Ornamental Separator

Why, I Declare!

Our founding document is full of surprises

After “the,” “and” and “for,” the most common word in the Declaration of Independence is “he.”

And we all know who “he” is: George III, the king of Britain. Congratulations! You may have just answered one of history’s easiest trivia questions: “Whom does the Declaration of Independence declare independence from?”

But not so fast! There is a hidden enemy in the Declaration — never actually named — from whom the Americans were actually trying to get away. George III wielded more power than Charles III does today, but already by 1760, when George ascended to the throne, the nation’s true executive was plural: the king’s cabinet.

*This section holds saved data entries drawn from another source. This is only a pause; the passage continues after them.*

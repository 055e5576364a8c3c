use std::{fmt::Display, str::FromStr};

use serde::{Deserialize, Serialize};

use crate::error::ChatError;

/// Speaker of a chat message.
///
/// Serializes to the lowercase strings chat-completion APIs expect.
#[derive(Clone, Copy, Debug, PartialEq, Eq, Hash, Serialize, Deserialize)]
pub enum Role {
    #[serde(rename = "system")]
    System,

    #[serde(rename = "user")]
    User,

    #[serde(rename = "assistant")]
    Assistant,
}

impl Role {
    pub const ALL: [Role; 3] = [Role::System, Role::User, Role::Assistant];

    pub fn as_str(&self) -> &'static str {
        match self {
            Role::System => "system",
            Role::User => "user",
            Role::Assistant => "assistant",
        }
    }

    /// Looks up the role for a wire string. Matching is exact and case-sensitive.
    pub fn from_string(value: &str) -> Result<Self, ChatError> {
        serde_plain::from_str(value).map_err(|_| {
            log::warn!("rejected unknown role {value:?}");
            ChatError::InvalidRole(value.to_string())
        })
    }
}

impl Display for Role {
    fn fmt(&self, f: &mut std::fmt::Formatter<'_>) -> std::fmt::Result {
        serde_plain::to_string(self)
            .map_err(|_| std::fmt::Error::default())?
            .fmt(f)
    }
}

impl FromStr for Role {
    type Err = ChatError;

    fn from_str(s: &str) -> Result<Self, Self::Err> {
        Self::from_string(s)
    }
}

impl TryFrom<&str> for Role {
    type Error = ChatError;

    fn try_from(value: &str) -> Result<Self, Self::Error> {
        Self::from_string(value)
    }
}

impl TryFrom<String> for Role {
    type Error = ChatError;

    fn try_from(value: String) -> Result<Self, Self::Error> {
        Self::from_string(&value)
    }
}

impl TryFrom<&String> for Role {
    type Error = ChatError;

    fn try_from(value: &String) -> Result<Self, Self::Error> {
        Self::from_string(value)
    }
}

// sorted by wire string, so assistant < system < user
impl Ord for Role {
    fn cmp(&self, other: &Self) -> std::cmp::Ordering {
        self.as_str().cmp(other.as_str())
    }
}

impl PartialOrd for Role {
    fn partial_cmp(&self, other: &Self) -> Option<std::cmp::Ordering> {
        Some(self.cmp(other))
    }
}

impl PartialEq<str> for Role {
    fn eq(&self, other: &str) -> bool {
        self.as_str() == other
    }
}

impl PartialEq<&str> for Role {
    fn eq(&self, other: &&str) -> bool {
        self.as_str() == *other
    }
}

impl AsRef<str> for Role {
    fn as_ref(&self) -> &str {
        self.as_str()
    }
}

#[cfg(test)]
mod tests {
    use super::*;

    #[test]
    fn canonical_strings_round_trip() {
        for s in ["system", "user", "assistant"] {
            let role = Role::from_string(s).unwrap();
            assert_eq!(role.to_string(), s);
            assert_eq!(role.as_str(), s);
        }
    }

    #[test]
    fn lookup_is_case_sensitive() {
        assert!(matches!(
            Role::from_string("User"),
            Err(ChatError::InvalidRole(s)) if s == "User"
        ));
        assert!(Role::from_string("").is_err());
        assert!(Role::from_string("tool").is_err());
    }

    #[test]
    fn parses_through_std_traits() {
        assert_eq!("assistant".parse::<Role>().unwrap(), Role::Assistant);
        assert_eq!(Role::try_from("system".to_string()).unwrap(), Role::System);
        assert_eq!(Role::User, "user");
    }

    #[test]
    fn sorts_by_wire_string() {
        let mut roles = vec![Role::Assistant, Role::User, Role::System];
        roles.sort();
        assert_eq!(roles, vec![Role::Assistant, Role::System, Role::User]);
    }

    #[test]
    fn serializes_lowercase() {
        assert_eq!(serde_json::to_string(&Role::User).unwrap(), "\"user\"");
        assert!(serde_json::from_str::<Role>("\"USER\"").is_err());
    }
}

Then as now, cabinets survived only with the constant approval of the House of Commons. Theoretically the monarch enjoyed a comparable check on Parliament: a veto over its legislation. But no king or queen had dared to use the veto since 1708 when Queen Ann declined to arm the Scottish militia. Really, Parliament’s supremacy over the king went back to the Glorious Revolution and the accession of William and Mary in 1689. Even George III’s speeches to Parliament, like Charles’ today, were ventriloquist acts, dictated to him by the very people he was speaking to.

But how can Parliament be the Declaration’s target? The word does not appear there. Actually, you can find the British legislature in the document if you look hard enough.

Look for the ‘Others’

By far the longest section of the Declaration — with nearly as many words as the other four combined — is Congress’ list of British “Oppressions.” Two-thirds of these abuses, as Jefferson called them, start with “He,” but the others open with “For” and list such British aggressions as “For imposing Taxes on us without our Consent.”

This formulation seems strange until you look back at the introduction to the “For” paragraphs: “He has combined with others...giving his Assent to their Acts of pretended Legislation.”

“Others” means Parliament. TheirActs of pretended Legislation” refer to parliamentary legislation respecting the colonies.

If Parliament adopted anti-American laws and kept an anti-American cabinet in power, why does the Declaration of Independence hide Parliament and hoist up George III? I once thought the Continental Congress focused on the king in order to tap into Enlightenment anti-monarchism. But, as Julian Boyd, the founding editor of The Papers of Thomas Jefferson, pointed out in 1945, the Declaration “bore no necessary antagonism to the idea of kingship in general” — only to George III.

Congress had another, more pressing reason to focus its ire on George III rather than Parliament. The way the delegates in Philadelphia saw it, the colonies did not need to rebel against Parliament because Parliament already exerted no power over them and in fact never had. That is why Congress refers in the Declaration to laws like the Stamp Act and the Tea Act as “pretended Legislation.” The situation would be comparable, for example, to the Virginia House of Burgesses adopting laws for Massachusetts: The burgesses too would be playing make-believe.

What better way for Congress to reinforce Parliament’s irrelevance to the colonies than to never even mention that body by name?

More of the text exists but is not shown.